There is one other view to be taken of this part of our subject. The changes which these suggestions contemplate, are, indeed, to supply the bone and muscle of a vast and growing multitude strong in all the physical powers and capacities of man. But from

whence is to come the educated brain, whence the culture that civilizes and refines, and is to fit them for the duties and responsibilities of citizens and freemen? We read in our story-books of giants with iron frames and matchless strength, being led and held in willing bondage by some gentle child of cunning skill and winning art. But where are we to look for the gifted genius, the gentle power, which are to guide and control this future American giant ?

The generation that is to occupy these fields, to rule in these States, and to wield the future destinies of the South, if we would have them freemen and free American citizens, must be educated. The brain to do this is to be supplied somewhere. And where, in all our land, can we look for it with so much confidence as here among the schools and colleges of New England? Regarded only in the light of political economy, this thought has a more important bearing than may, at first, seem obvious. There are, in a territory so vast as ours, certain large and important centres of business and influence, which are practically recognized, and seem destined to assume a more fixed and decided character in the progress of the country. There are to be certain great marts of the West for carrying out the trade and commerce peculiar to that region. So with the cotton States. Pennsylvania, with her mineral resources, commands great and peculiar elements of trade and wealth; while

New York is centralizing to itself the general commerce of the entire nation. We have here, in New England, few of these auxiliaries of soil, position, or natural resources. But the history of the American Colonies and of the American Republic is full of evidence, that, somehow or other, the voice of New England has always been heard and heeded in the councils of the nation, beyond the relative rank of numbers and wealth. Nor have we much difficulty in ascertaining the cause of this, if we stop to analyze the character of those who made these rugged fields and this bleak climate their home. It was the free Puritan spirit, giving life and activity to vigorous minds, prolific in expedients, and bold to execute great conceptions, that fitted the fathers of New England for the work of founding an empire. And the race that sprung from this seed has never lost the germinal principle with which such an ancestry was imbued.
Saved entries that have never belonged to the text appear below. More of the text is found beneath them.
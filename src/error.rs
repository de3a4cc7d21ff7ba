//! Error handling for the document pipeline
//!
//! Defines custom error types and establishes a unified Result type
//! using anyhow for context chaining and error propagation.

use thiserror::Error;

/// Core error types for pipeline stages
#[derive(Error, Debug)]
pub enum PipelineError {
    #[error("missing required environment variable {0}")]
    MissingEnv(&'static str),

    #[error("invalid value for {key}: {message}")]
    InvalidEnv { key: &'static str, message: String },

    #[error("document downloader exited with status {0}")]
    DownloaderFailed(String),

    #[error("nextcloud request failed: {0}")]
    Nextcloud(String),

    #[error("io error")]
    Io(#[from] std::io::Error),
}

/// Result type alias for pipeline operations
pub type Result<T> = anyhow::Result<T>;
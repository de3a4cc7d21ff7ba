//! Remote folder creation and file upload
//!
//! Mirrors the local download folder into the configured Nextcloud folder,
//! preserving the relative directory structure.

use std::path::Path;

use anyhow::{Context, Result};
use colored::Colorize;
use indicatif::{ProgressBar, ProgressStyle};
use tracing::info;

use super::NextcloudClient;
use crate::config::NextcloudConfig;
use crate::workdir;

/// Remote path for a local file or directory, relative to the download
/// folder and rooted at the configured document folder. Always uses forward
/// slashes regardless of the local platform.
pub fn remote_path(document_folder: &str, root: &Path, local: &Path) -> Result<String> {
    let relative = local
        .strip_prefix(root)
        .with_context(|| format!("{:?} is not below the download folder {:?}", local, root))?;

    let mut remote = document_folder.trim_matches('/').to_string();
    for component in relative.components() {
        remote.push('/');
        remote.push_str(&component.as_os_str().to_string_lossy());
    }
    Ok(remote)
}

/// Create the remote target folder tree when it is absent (or when forced).
///
/// Returns true when folders were created, false when creation was skipped
/// because the target folder already exists.
pub async fn create_remote_folders(
    client: &NextcloudClient,
    config: &NextcloudConfig,
    download_path: &Path,
    force: bool,
) -> Result<bool> {
    if client.folder_exists(&config.document_folder).await? && !force {
        println!("Skip folder creation! Already existing!");
        return Ok(false);
    }

    println!(
        "Creating upload target folders in '{}'",
        config.document_folder
    );
    client.makedirs(&config.document_folder).await?;

    for dir in workdir::collect_dirs(download_path)? {
        let remote = remote_path(&config.document_folder, download_path, &dir)?;
        info!("creating remote folder '{}'", remote);
        client.makedirs(&remote).await?;
    }

    println!("{} Folder creation successful!", "✓".green().bold());
    Ok(true)
}

/// Upload every file below the download folder to its remote counterpart.
///
/// Returns the number of files uploaded.
pub async fn upload_folder(
    client: &NextcloudClient,
    config: &NextcloudConfig,
    download_path: &Path,
) -> Result<usize> {
    let files = workdir::collect_files(download_path)?;
    println!(
        "Uploading {} files from {:?} to '{}'",
        files.len(),
        download_path,
        config.document_folder
    );

    let bar = ProgressBar::new(files.len() as u64);
    bar.set_style(ProgressStyle::with_template(
        "{bar:40} {pos}/{len} {wide_msg}",
    )?);

    for file in &files {
        let remote = remote_path(&config.document_folder, download_path, file)?;
        bar.set_message(remote.clone());

        let contents = tokio::fs::read(file)
            .await
            .with_context(|| format!("failed to read local file {:?}", file))?;
        client.upload_file(&remote, contents).await?;
        bar.inc(1);
    }
    bar.finish_and_clear();

    println!(
        "{} Upload to Nextcloud successful! ({} files)",
        "✓".green().bold(),
        files.len()
    );
    Ok(files.len())
}
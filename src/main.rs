use anyhow::Result;
use clap::Parser;
use tr_docs::cli::Cli;
use tr_docs::config::Config;
use tr_docs::pipeline::{self, StagePlan};
use tracing::debug;

#[tokio::main]
async fn main() -> Result<()> {
    // Initialize logging
    tracing_subscriber::fmt::init();

    // Config keys may come from a .env file in the working directory;
    // a missing file is fine, the environment alone is enough.
    let _ = dotenvy::dotenv();

    let cli = Cli::parse();
    if cli.no_color {
        colored::control::set_override(false);
    }

    let plan = StagePlan::from_cli(&cli);
    debug!("stage plan: {:?}", plan);

    let config = Config::from_env(&plan)?;
    pipeline::run(&plan, cli.ffc, &config).await
}
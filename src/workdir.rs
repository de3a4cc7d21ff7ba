//! Local working directory helpers
//!
//! The download folder is wiped before each run so the CSV and the upload
//! only see files belonging to the current run (the WebDAV PUT overwrites
//! blindly, so fewer stale files means fewer redundant uploads).

use std::fs;
use std::path::{Path, PathBuf};

use anyhow::{Context, Result};
use tracing::{debug, info};

/// Delete the download folder when it exists and is non-empty.
///
/// Returns true when a folder was actually deleted.
pub fn reset_download_folder(path: &Path) -> Result<bool> {
    if !path.is_dir() {
        debug!("no download folder at {:?}, nothing to delete", path);
        return Ok(false);
    }

    let is_empty = fs::read_dir(path)
        .with_context(|| format!("failed to inspect download folder {:?}", path))?
        .next()
        .is_none();
    if is_empty {
        debug!("download folder {:?} is empty, keeping it", path);
        return Ok(false);
    }

    fs::remove_dir_all(path)
        .with_context(|| format!("failed to delete download folder {:?}", path))?;
    info!("deleted existing download folder {:?}", path);
    Ok(true)
}

/// Collect all files below `root` (recursive), sorted for stable ordering.
pub fn collect_files(root: &Path) -> Result<Vec<PathBuf>> {
    let mut files = Vec::new();
    walk(root, &mut files, &mut Vec::new())?;
    files.sort();
    Ok(files)
}

/// Collect all directories below `root` (recursive, excluding `root`),
/// sorted so parents come before children.
pub fn collect_dirs(root: &Path) -> Result<Vec<PathBuf>> {
    let mut dirs = Vec::new();
    walk(root, &mut Vec::new(), &mut dirs)?;
    dirs.sort();
    Ok(dirs)
}

fn walk(dir: &Path, files: &mut Vec<PathBuf>, dirs: &mut Vec<PathBuf>) -> Result<()> {
    let entries =
        fs::read_dir(dir).with_context(|| format!("failed to read directory {:?}", dir))?;
    for entry in entries {
        let entry = entry?;
        let path = entry.path();
        if path.is_dir() {
            dirs.push(path.clone());
            walk(&path, files, dirs)?;
        } else {
            files.push(path);
        }
    }
    Ok(())
}
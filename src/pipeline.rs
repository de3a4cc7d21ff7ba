//! Stage sequencing
//!
//! One invocation runs up to four stages in fixed order: reset the local
//! download folder, download documents via pytr, generate the Portfolio
//! Performance import CSV and upload everything to Nextcloud. The first
//! stage error aborts the run; there are no retries.

use anyhow::{Context, Result};
use colored::Colorize;
use tracing::info;

use crate::cli::Cli;
use crate::config::Config;
use crate::downloader;
use crate::export::{self, ExportRow};
use crate::nextcloud::{upload, NextcloudClient};
use crate::workdir;

/// Which stages of the pipeline actually run
#[derive(Debug, Clone, Copy, PartialEq, Eq)]
pub struct StagePlan {
    pub reset: bool,
    pub download: bool,
    pub csv: bool,
    pub upload: bool,
}

impl StagePlan {
    /// Derive the plan from the CLI flags. The CSV stage is also skipped
    /// when both download and deletion were skipped: then the folder holds
    /// only data of a previous run and the CSV would duplicate it.
    pub fn from_cli(cli: &Cli) -> Self {
        StagePlan {
            reset: !cli.skipdel,
            download: !cli.nodl,
            csv: !cli.nocsv && (!cli.nodl || !cli.skipdel),
            upload: !cli.noupload,
        }
    }
}

/// Run all planned stages in order.
pub async fn run(plan: &StagePlan, force_folder_create: bool, config: &Config) -> Result<()> {
    if plan.reset {
        println!("Checking for existing download folder.");
        if workdir::reset_download_folder(&config.download_path)? {
            println!(
                "Deleted existing & not empty doc path: {:?}",
                config.download_path
            );
        } else {
            println!("All good, no folder found. Starting download.");
        }
    } else {
        println!("Skipping deletion of existing download folder.");
    }

    if plan.download {
        let tr = config
            .trade_republic
            .as_ref()
            .context("download stage needs Trade Republic configuration")?;
        downloader::download_docs(tr, &config.download_path).await?;
    } else {
        println!("Skipping document download.");
    }

    if plan.csv {
        let (csv_path, rows) = export::generate(&config.download_path)?;
        println!(
            "\n{} Wrote {} transactions to {:?}\n",
            "✓".green().bold(),
            rows.len(),
            csv_path
        );
        print_preview(&rows);
    } else {
        println!("Skipping CSV generation.");
    }

    if plan.upload {
        let nc = config
            .nextcloud
            .as_ref()
            .context("upload stage needs Nextcloud configuration")?;
        let client = NextcloudClient::new(nc)?;
        upload::create_remote_folders(&client, nc, &config.download_path, force_folder_create)
            .await?;
        upload::upload_folder(&client, nc, &config.download_path).await?;
    } else {
        println!("Skipping Nextcloud upload.");
    }

    info!("pipeline finished");
    Ok(())
}

/// Preview the first CSV rows as a table.
fn print_preview(rows: &[ExportRow]) {
    use tabled::{settings::Style, Table, Tabled};

    if rows.is_empty() {
        return;
    }

    #[derive(Tabled)]
    struct RowPreview {
        #[tabled(rename = "Date")]
        date: String,
        #[tabled(rename = "Type")]
        kind: String,
        #[tabled(rename = "Value")]
        value: String,
        #[tabled(rename = "Currency")]
        currency: String,
        #[tabled(rename = "Note")]
        note: String,
    }

    let preview: Vec<RowPreview> = rows
        .iter()
        .take(10)
        .map(|row| RowPreview {
            date: row.date.format("%Y-%m-%d").to_string(),
            kind: row.kind.label().to_string(),
            value: row.value.to_string(),
            currency: row.currency.clone(),
            note: row.note.clone(),
        })
        .collect();

    let table = Table::new(preview).with(Style::rounded()).to_string();
    println!("{}", table);

    if rows.len() > 10 {
        println!("\n... and {} more transactions", rows.len() - 10);
    }
}
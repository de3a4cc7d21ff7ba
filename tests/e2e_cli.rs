use assert_cmd::{cargo, prelude::*};
use predicates::prelude::*;
use std::fs;
use std::process::Command;
use tempfile::TempDir;

fn setup_temp_workdir() -> TempDir {
    TempDir::new().expect("failed to create temp workdir")
}

fn tr_docs_cmd(workdir: &TempDir) -> Command {
    let mut cmd = Command::new(cargo::cargo_bin!("tr-docs"));
    // Isolate from any real .env and real credentials in the parent env
    cmd.current_dir(workdir.path());
    // Keep tracing output away from the stdout assertions
    cmd.env("RUST_LOG", "error");
    for key in [
        "TR_PHONE_NUMBER",
        "TR_PIN",
        "TR_DAYS_TO_DOWNLOAD",
        "TR_DOC_DOWNLOAD_PATH",
        "NC_URL",
        "NC_AUTH_USER",
        "NC_AUTH_PASS",
        "NC_TR_DOCUMENT_FOLDER",
    ] {
        cmd.env_remove(key);
    }
    cmd
}

#[test]
fn help_lists_all_skip_flags() {
    let workdir = setup_temp_workdir();
    let mut cmd = tr_docs_cmd(&workdir);
    cmd.arg("--help");

    cmd.assert()
        .success()
        .stdout(predicate::str::contains("--nodl"))
        .stdout(predicate::str::contains("--skipdel"))
        .stdout(predicate::str::contains("--nocsv"))
        .stdout(predicate::str::contains("--noupload"))
        .stdout(predicate::str::contains("--ffc"))
        .stdout(predicate::str::contains("skip-doc-download"));
}

#[test]
fn all_skip_run_succeeds_and_touches_nothing() {
    let workdir = setup_temp_workdir();
    let docs = workdir.path().join("docs");

    let mut cmd = tr_docs_cmd(&workdir);
    cmd.env("TR_DOC_DOWNLOAD_PATH", &docs)
        .arg("--no-color")
        .arg("--nodl")
        .arg("--skipdel")
        .arg("--noupload");

    cmd.assert()
        .success()
        .stdout(predicate::str::contains("Skipping deletion"))
        .stdout(predicate::str::contains("Skipping document download"))
        .stdout(predicate::str::contains("Skipping CSV generation"))
        .stdout(predicate::str::contains("Skipping Nextcloud upload"))
        .stdout(predicate::str::contains("\u{001b}[").not());

    assert!(!docs.exists(), "all-skip run must not create anything");
}

#[test]
fn missing_download_path_fails_naming_the_key() {
    let workdir = setup_temp_workdir();

    let mut cmd = tr_docs_cmd(&workdir);
    cmd.arg("--nodl").arg("--skipdel").arg("--noupload");

    cmd.assert()
        .failure()
        .stderr(predicate::str::contains("TR_DOC_DOWNLOAD_PATH"));
}

#[test]
fn missing_credentials_only_fail_when_download_runs() {
    let workdir = setup_temp_workdir();
    let docs = workdir.path().join("docs");

    // Download planned but TR_PIN etc. absent: must fail before any stage.
    let mut cmd = tr_docs_cmd(&workdir);
    cmd.env("TR_DOC_DOWNLOAD_PATH", &docs)
        .arg("--noupload")
        .arg("--nocsv");

    cmd.assert()
        .failure()
        .stderr(predicate::str::contains("TR_DAYS_TO_DOWNLOAD"));
}

#[test]
fn reset_stage_deletes_previous_download_folder() {
    let workdir = setup_temp_workdir();
    let docs = workdir.path().join("docs");
    fs::create_dir_all(docs.join("2024")).unwrap();
    fs::write(docs.join("2024").join("old.pdf"), b"stale").unwrap();

    let mut cmd = tr_docs_cmd(&workdir);
    cmd.env("TR_DOC_DOWNLOAD_PATH", &docs)
        .arg("--no-color")
        .arg("--nodl")
        .arg("--nocsv")
        .arg("--noupload");

    cmd.assert()
        .success()
        .stdout(predicate::str::contains("Deleted existing"));

    assert!(!docs.exists(), "reset stage should have deleted the folder");
}

#[test]
fn csv_guard_skips_generation_on_stale_data() {
    let workdir = setup_temp_workdir();
    let docs = workdir.path().join("docs");
    fs::create_dir_all(&docs).unwrap();
    fs::write(docs.join("all_events.json"), b"[]").unwrap();

    // Both download and deletion skipped: the guard must skip the CSV too.
    let mut cmd = tr_docs_cmd(&workdir);
    cmd.env("TR_DOC_DOWNLOAD_PATH", &docs)
        .arg("--no-color")
        .arg("--nodl")
        .arg("--skipdel")
        .arg("--noupload");

    cmd.assert()
        .success()
        .stdout(predicate::str::contains("Skipping CSV generation"));

    let entries: Vec<_> = fs::read_dir(&docs).unwrap().collect();
    assert_eq!(entries.len(), 1, "no CSV should have been written");
}
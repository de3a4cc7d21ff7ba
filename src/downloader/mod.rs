//! Trade Republic document download via the external `pytr` tool
//!
//! The brokerage API itself is pytr's job; this module only builds the
//! command line, forwards the interactive 2FA verification code to the
//! child process and surfaces its exit status.

use std::io::Write as _;
use std::path::Path;
use std::process::Stdio;

use anyhow::{Context, Result};
use tokio::io::{AsyncBufReadExt, AsyncWriteExt, BufReader};
use tokio::process::Command;
use tracing::{info, warn};

use crate::config::TradeRepublicConfig;
use crate::error::PipelineError;

/// Argument vector for `pytr dl_docs`, exposed for testing.
pub fn dl_docs_args(config: &TradeRepublicConfig, download_path: &Path) -> Vec<String> {
    vec![
        "dl_docs".to_string(),
        "-n".to_string(),
        config.phone_number.clone(),
        "-p".to_string(),
        config.pin.clone(),
        "--last_days".to_string(),
        config.days_to_download.to_string(),
        download_path.display().to_string(),
    ]
}

/// Run `pytr dl_docs`, prompting on the terminal for the 2FA verification
/// code Trade Republic sends and piping it into the child process.
pub async fn download_docs(config: &TradeRepublicConfig, download_path: &Path) -> Result<()> {
    let args = dl_docs_args(config, download_path);
    info!("starting pytr dl_docs into {:?}", download_path);

    let mut child = Command::new("pytr")
        .args(&args)
        .stdin(Stdio::piped())
        .stdout(Stdio::piped())
        .stderr(Stdio::piped())
        .spawn()
        .context("failed to start pytr (is it installed and on PATH?)")?;

    let code = prompt_verification_code().await?;

    let mut stdin = child
        .stdin
        .take()
        .context("pytr child process has no stdin handle")?;
    stdin
        .write_all(format!("{}\n", code.trim()).as_bytes())
        .await
        .context("failed to send verification code to pytr")?;
    drop(stdin);

    let output = child
        .wait_with_output()
        .await
        .context("failed to wait for pytr to finish")?;

    let stdout = String::from_utf8_lossy(&output.stdout);
    if !stdout.trim().is_empty() {
        println!("{}", stdout.trim_end());
    }
    let stderr = String::from_utf8_lossy(&output.stderr);
    if !stderr.trim().is_empty() {
        warn!("pytr stderr: {}", stderr.trim_end());
    }

    if !output.status.success() {
        return Err(PipelineError::DownloaderFailed(output.status.to_string()).into());
    }

    info!("pytr dl_docs finished successfully");
    Ok(())
}

async fn prompt_verification_code() -> Result<String> {
    print!("Enter verification code: ");
    std::io::stdout().flush()?;

    let mut code = String::new();
    BufReader::new(tokio::io::stdin())
        .read_line(&mut code)
        .await
        .context("failed to read verification code from terminal")?;
    Ok(code)
}
use clap::Parser;

#[derive(Parser, Debug)]
#[command(name = "tr-docs")]
#[command(
    version,
    about = "Download Trade Republic docs, generate CSV for importing into Portfolio Performance and upload docs to Nextcloud"
)]
#[command(
    long_about = "Runs a four stage pipeline: delete the previous local download folder, download \
transaction documents from Trade Republic via pytr, generate a Portfolio Performance import CSV \
from the downloaded event data, and upload all files to a Nextcloud folder. Credentials and paths \
are read from the environment (a .env file in the working directory is loaded first)."
)]
pub struct Cli {
    /// Skip document download from Trade Republic
    #[arg(long = "nodl", visible_alias = "skip-doc-download")]
    pub nodl: bool,

    /// Skip deletion of existing local download folder
    #[arg(long = "skipdel", visible_alias = "skip-dl-folder-deletion")]
    pub skipdel: bool,

    /// Skip generation of CSV for import into Portfolio Performance
    #[arg(long = "nocsv", visible_alias = "skip-csv-generation")]
    pub nocsv: bool,

    /// Skip folder creation in and upload of files to Nextcloud
    #[arg(long = "noupload", visible_alias = "skip-nextcloud-upload")]
    pub noupload: bool,

    /// Force folder creation in Nextcloud even if the target folder exists
    #[arg(long = "ffc", visible_alias = "force-nc-folder-create")]
    pub ffc: bool,

    /// Disable colorized/ANSI output
    #[arg(long = "no-color")]
    pub no_color: bool,
}

#[cfg(test)]
mod tests {
    use super::*;

    #[test]
    fn test_defaults_run_every_stage() {
        let cli = Cli::try_parse_from(["tr-docs"]).unwrap();
        assert!(!cli.nodl);
        assert!(!cli.skipdel);
        assert!(!cli.nocsv);
        assert!(!cli.noupload);
        assert!(!cli.ffc);
    }

    #[test]
    fn test_short_flag_forms() {
        let cli =
            Cli::try_parse_from(["tr-docs", "--nodl", "--skipdel", "--nocsv", "--noupload"])
                .unwrap();
        assert!(cli.nodl);
        assert!(cli.skipdel);
        assert!(cli.nocsv);
        assert!(cli.noupload);
    }

    #[test]
    fn test_long_aliases_parse() {
        let cli = Cli::try_parse_from([
            "tr-docs",
            "--skip-doc-download",
            "--skip-dl-folder-deletion",
            "--skip-csv-generation",
            "--skip-nextcloud-upload",
            "--force-nc-folder-create",
        ])
        .unwrap();
        assert!(cli.nodl);
        assert!(cli.skipdel);
        assert!(cli.nocsv);
        assert!(cli.noupload);
        assert!(cli.ffc);
    }

    #[test]
    fn test_unknown_flag_is_rejected() {
        assert!(Cli::try_parse_from(["tr-docs", "--frobnicate"]).is_err());
    }
}
//! pytr timeline event model and classification
//!
//! `pytr dl_docs` dumps the account timeline as `all_events.json`, a JSON
//! array of event objects. Only a subset of event types corresponds to a
//! transaction Portfolio Performance can import; everything else (card
//! notices, documents-ready events, ...) is skipped.

use std::fs::File;
use std::io::BufReader;
use std::path::Path;

use anyhow::{Context, Result};
use chrono::{DateTime, NaiveDate};
use rust_decimal::prelude::FromPrimitive;
use rust_decimal::Decimal;
use serde::Deserialize;
use tracing::{info, warn};

/// One entry of the pytr timeline dump. Unknown fields are ignored.
#[derive(Debug, Clone, Deserialize)]
pub struct TimelineEvent {
    pub timestamp: String,
    #[serde(rename = "eventType")]
    pub event_type: String,
    pub title: Option<String>,
    pub subtitle: Option<String>,
    pub amount: Option<EventAmount>,
}

/// Monetary amount attached to an event
#[derive(Debug, Clone, Deserialize)]
pub struct EventAmount {
    pub value: Option<f64>,
    pub currency: Option<String>,
}

/// Portfolio Performance transaction type an event maps to
#[derive(Debug, Clone, Copy, PartialEq, Eq)]
pub enum TransactionKind {
    Deposit,
    Removal,
    Interest,
    Dividend,
    TaxRefund,
    Buy,
    Sell,
}

impl TransactionKind {
    /// Column value Portfolio Performance expects in the Type field
    pub fn label(&self) -> &'static str {
        match self {
            TransactionKind::Deposit => "Deposit",
            TransactionKind::Removal => "Removal",
            TransactionKind::Interest => "Interest",
            TransactionKind::Dividend => "Dividend",
            TransactionKind::TaxRefund => "Tax Refund",
            TransactionKind::Buy => "Buy",
            TransactionKind::Sell => "Sell",
        }
    }
}

/// Load the event dump from `all_events.json`.
pub fn load_events(path: &Path) -> Result<Vec<TimelineEvent>> {
    let file = File::open(path)
        .with_context(|| format!("failed to open event dump {:?} (did the download run?)", path))?;
    let events: Vec<TimelineEvent> = serde_json::from_reader(BufReader::new(file))
        .with_context(|| format!("failed to parse event dump {:?}", path))?;
    info!("loaded {} timeline events from {:?}", events.len(), path);
    Ok(events)
}

/// Map an event type to a transaction kind. Trade events carry the
/// direction in the sign of the amount, so those need `value` as well.
pub fn classify(event: &TimelineEvent) -> Option<(TransactionKind, Decimal)> {
    // Cent precision; from_f64 would otherwise drag binary noise into the CSV.
    let value = event
        .amount
        .as_ref()
        .and_then(|a| a.value)
        .and_then(Decimal::from_f64)?
        .round_dp(2);

    let kind = match event.event_type.as_str() {
        "PAYMENT_INBOUND" | "PAYMENT_INBOUND_SEPA_DIRECT_DEBIT" | "INCOMING_TRANSFER" => {
            TransactionKind::Deposit
        }
        "PAYMENT_OUTBOUND" | "OUTGOING_TRANSFER" | "OUTGOING_TRANSFER_DELEGATION" => {
            TransactionKind::Removal
        }
        "INTEREST_PAYOUT" | "INTEREST_PAYOUT_CREATED" => TransactionKind::Interest,
        "CREDIT" | "ssp_corporate_action_invoice_cash" => TransactionKind::Dividend,
        "TAX_REFUND" => TransactionKind::TaxRefund,
        "ORDER_EXECUTED"
        | "TRADE_INVOICE"
        | "SAVINGS_PLAN_EXECUTED"
        | "SAVINGS_PLAN_INVOICE_CREATED"
        | "trading_savingsplan_executed" => {
            if value < Decimal::ZERO {
                TransactionKind::Buy
            } else {
                TransactionKind::Sell
            }
        }
        other => {
            warn!("skipping event with unmapped type '{}'", other);
            return None;
        }
    };

    Some((kind, value))
}

/// Parse a pytr event timestamp. The dump mixes strict RFC 3339 with the
/// `+0000` offset spelling, so try both.
pub fn parse_event_date(timestamp: &str) -> Result<NaiveDate> {
    DateTime::parse_from_rfc3339(timestamp)
        .or_else(|_| DateTime::parse_from_str(timestamp, "%Y-%m-%dT%H:%M:%S%.f%z"))
        .map(|dt| dt.date_naive())
        .with_context(|| format!("failed to parse event timestamp '{}'", timestamp))
}
//! Configuration from environment variables
//!
//! All settings come from the process environment; `main` loads a `.env`
//! file from the working directory first, so both sources look the same
//! here. See `.env.example` for the full key list.
//!
//! Keys are only required when the stage that consumes them actually runs,
//! so e.g. `--noupload` lifts the requirement on the `NC_*` keys.

use std::path::PathBuf;

use anyhow::Result;

use crate::error::PipelineError;
use crate::pipeline::StagePlan;

/// Trade Republic credentials and download window
#[derive(Debug, Clone)]
pub struct TradeRepublicConfig {
    pub phone_number: String,
    pub pin: String,
    /// Number of days of history to download, 0 for everything
    pub days_to_download: u32,
}

/// Nextcloud endpoint, credentials and remote target folder
#[derive(Debug, Clone)]
pub struct NextcloudConfig {
    pub url: String,
    pub auth_user: String,
    pub auth_pass: String,
    /// Remote folder receiving the uploads, e.g. "Documents/TradeRepublic"
    pub document_folder: String,
}

/// Full pipeline configuration
#[derive(Debug, Clone)]
pub struct Config {
    /// Local working directory for downloads, CSV output and upload source
    pub download_path: PathBuf,
    /// Present when the download stage runs
    pub trade_republic: Option<TradeRepublicConfig>,
    /// Present when the upload stage runs
    pub nextcloud: Option<NextcloudConfig>,
}

impl Config {
    /// Read configuration from the process environment, validating only the
    /// keys the planned stages need.
    pub fn from_env(plan: &StagePlan) -> Result<Self> {
        Self::from_lookup(plan, |key| std::env::var(key).ok())
    }

    /// Testable core of `from_env`: `lookup` resolves a key to its value.
    pub fn from_lookup<F>(plan: &StagePlan, lookup: F) -> Result<Self>
    where
        F: Fn(&str) -> Option<String>,
    {
        let download_path = PathBuf::from(require(&lookup, "TR_DOC_DOWNLOAD_PATH")?);

        let trade_republic = if plan.download {
            let days_raw = require(&lookup, "TR_DAYS_TO_DOWNLOAD")?;
            let days_to_download =
                days_raw
                    .trim()
                    .parse::<u32>()
                    .map_err(|e| PipelineError::InvalidEnv {
                        key: "TR_DAYS_TO_DOWNLOAD",
                        message: format!("expected a non-negative integer, got '{days_raw}' ({e})"),
                    })?;

            Some(TradeRepublicConfig {
                phone_number: require(&lookup, "TR_PHONE_NUMBER")?,
                pin: require(&lookup, "TR_PIN")?,
                days_to_download,
            })
        } else {
            None
        };

        let nextcloud = if plan.upload {
            Some(NextcloudConfig {
                url: require(&lookup, "NC_URL")?,
                auth_user: require(&lookup, "NC_AUTH_USER")?,
                auth_pass: require(&lookup, "NC_AUTH_PASS")?,
                document_folder: require(&lookup, "NC_TR_DOCUMENT_FOLDER")?,
            })
        } else {
            None
        };

        Ok(Config {
            download_path,
            trade_republic,
            nextcloud,
        })
    }
}

fn require<F>(lookup: &F, key: &'static str) -> Result<String>
where
    F: Fn(&str) -> Option<String>,
{
    match lookup(key) {
        Some(value) if !value.trim().is_empty() => Ok(value),
        _ => Err(PipelineError::MissingEnv(key).into()),
    }
}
Inventive art has been busy in subduing Nature, and turning the elements into sources of wealth. The ready hand of labor, guided by the cunning skill of trained and cultivated minds, has been laying here the deep and sure foundations of social and individual independence, while the crowded condition of our population, compared with that of the West and South, has led to a wide and continuous emigration from this New-England hive into the wilder and richer regions which are there opened to

enterprise. Where can we go, in all this vast continent of ours, that we do not find the busy, painstaking, reading, thinking, and thriving Yankee ? Brain-culture seems to be the proper business of a people situated as these are. Nor have we any reason to envy the sources of trade and commerce and wealth of any other region of our country, so long as we can rear up for export a crop of intelligent, educated men to supply the market for brain, which is becoming more and more a national necessity, as our country fills up from foreign emigration, which is to share it with her own native children.

And if an earnest assurance were wanted that the heart and brain which is to supply this demand is already being actively educated, and sensitively alive to the solemn ministry to which it is to be consecrated, we should find it in the tone of almost every address made, or sentiment uttered, in every public exercise since the fall of Richmond, in every school, academy, or college, in New England. Questions which before that scarce the wisest dared to grapple with, have been made the themes of declamation and intense feeling before crowded assemblies; and passionate words of right and duty, in view of the new attitude which social and political relations have assumed in the changes wrought out by this Rebellion, have been echoed by the cheers of an equally passionate and earnest audience. These may not all

savor of wisdom or prudence, but they are unmistakable indications of the resistless energy which has been aroused in the educated brain not only of the schools and colleges of New England, but of the thinking, acting masses of her people.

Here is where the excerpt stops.